Employment Contract
Getting a written contract (electronic is fine) stating your wage, contracted hours, holidays, annual leave, etc. when you start is a legal right (Labor Standards Act Art. 17). An employer who fails to deliver it can be penalized. Check it includes wage, hours, holidays, duties, and contract period; signing without understanding it often leads to disputes later, so always keep your own copy. It applies to every worker regardless of nationality or visa.
What to prepare
- Passport and ARC
- A copy of the signed contract
- (If possible) a translation in your language
How to proceed
- 1Ask for a written contract — a verbal promise is not enough
- 2Check it states wage, hours, holidays, duties, and contract period
- 3Ask about anything you don’t understand before signing
- 4Always keep your own copy of the signed contract
Tips
- E-9 (Employment Permit System) uses the government’s standard contract (Korean + your language — a contract you can’t read is where disputes begin).

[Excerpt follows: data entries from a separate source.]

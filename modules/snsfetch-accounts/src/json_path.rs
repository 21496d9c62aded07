// Typed descent through untyped page JSON (ytInitialData, TikTok rehydration blobs).
//
// Each step either finds the next value or reports exactly which step was
// missing, so a layout change upstream shows up as
// "missing `metadataRows` at header.pageHeaderRenderer.content..." rather than
// a bare None.

use std::fmt;

use serde_json::Value;

/// One hop into a JSON document.
#[derive(Debug, Clone, Copy, PartialEq, Eq)]
pub enum Step {
    Key(&'static str),
    Index(usize),
}

impl fmt::Display for Step {
    fn fmt(&self, f: &mut fmt::Formatter<'_>) -> fmt::Result {
        match self {
            Step::Key(key) => f.write_str(key),
            Step::Index(i) => write!(f, "[{i}]"),
        }
    }
}

/// Where a descent stopped.
#[derive(Debug, Clone, PartialEq, Eq)]
pub struct MissingStep {
    /// Steps that resolved before the failure, rendered dotted.
    pub at: String,
    pub missing: Step,
}

impl fmt::Display for MissingStep {
    fn fmt(&self, f: &mut fmt::Formatter<'_>) -> fmt::Result {
        if self.at.is_empty() {
            write!(f, "missing `{}` at document root", self.missing)
        } else {
            write!(f, "missing `{}` at {}", self.missing, self.at)
        }
    }
}

/// A fixed path into a JSON document.
#[derive(Debug, Clone, Copy)]
pub struct JsonPath(pub &'static [Step]);

impl JsonPath {
    /// Follow every step from `root`.
    pub fn resolve<'v>(&self, root: &'v Value) -> Result<&'v Value, MissingStep> {
        descend(root, self.0, "")
    }

    /// Follow every step starting from a value already reached by `prefix`.
    /// The prefix only feeds error messages.
    pub fn resolve_from<'v>(
        &self,
        value: &'v Value,
        prefix: &str,
    ) -> Result<&'v Value, MissingStep> {
        descend(value, self.0, prefix)
    }
}

fn descend<'v>(root: &'v Value, steps: &[Step], prefix: &str) -> Result<&'v Value, MissingStep> {
    let mut current = root;
    let mut at = prefix.to_string();

    for step in steps {
        let next = match step {
            Step::Key(key) => current.get(*key),
            Step::Index(i) => current.get(*i),
        };
        match next {
            Some(value) if !value.is_null() => current = value,
            _ => {
                return Err(MissingStep {
                    at,
                    missing: *step,
                })
            }
        }
        match step {
            Step::Key(key) if at.is_empty() => at.push_str(key),
            Step::Key(key) => {
                at.push('.');
                at.push_str(key);
            }
            Step::Index(i) => at.push_str(&format!("[{i}]")),
        }
    }

    Ok(current)
}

- ⚠️ If actual conditions (wage, hours, duties) differ from the contract, don’t assume — consult ☎1350 or the employment center.
- Failing to deliver a written contract can itself be a violation (penalties apply) — request it.
- Understand everything before signing, and never sign a contract with blank fields.
Key contacts
- Ministry of Employment and Labor counseling ☎1350 (multilingual)
- MOEL standard contract forms moel.go.kr
Related guides
This is general information and has no legal force. Labor and residence rules depend on your situation and policy — always verify with experts (Ministry of Employment and Labor ☎1350, a labor attorney) and official sources.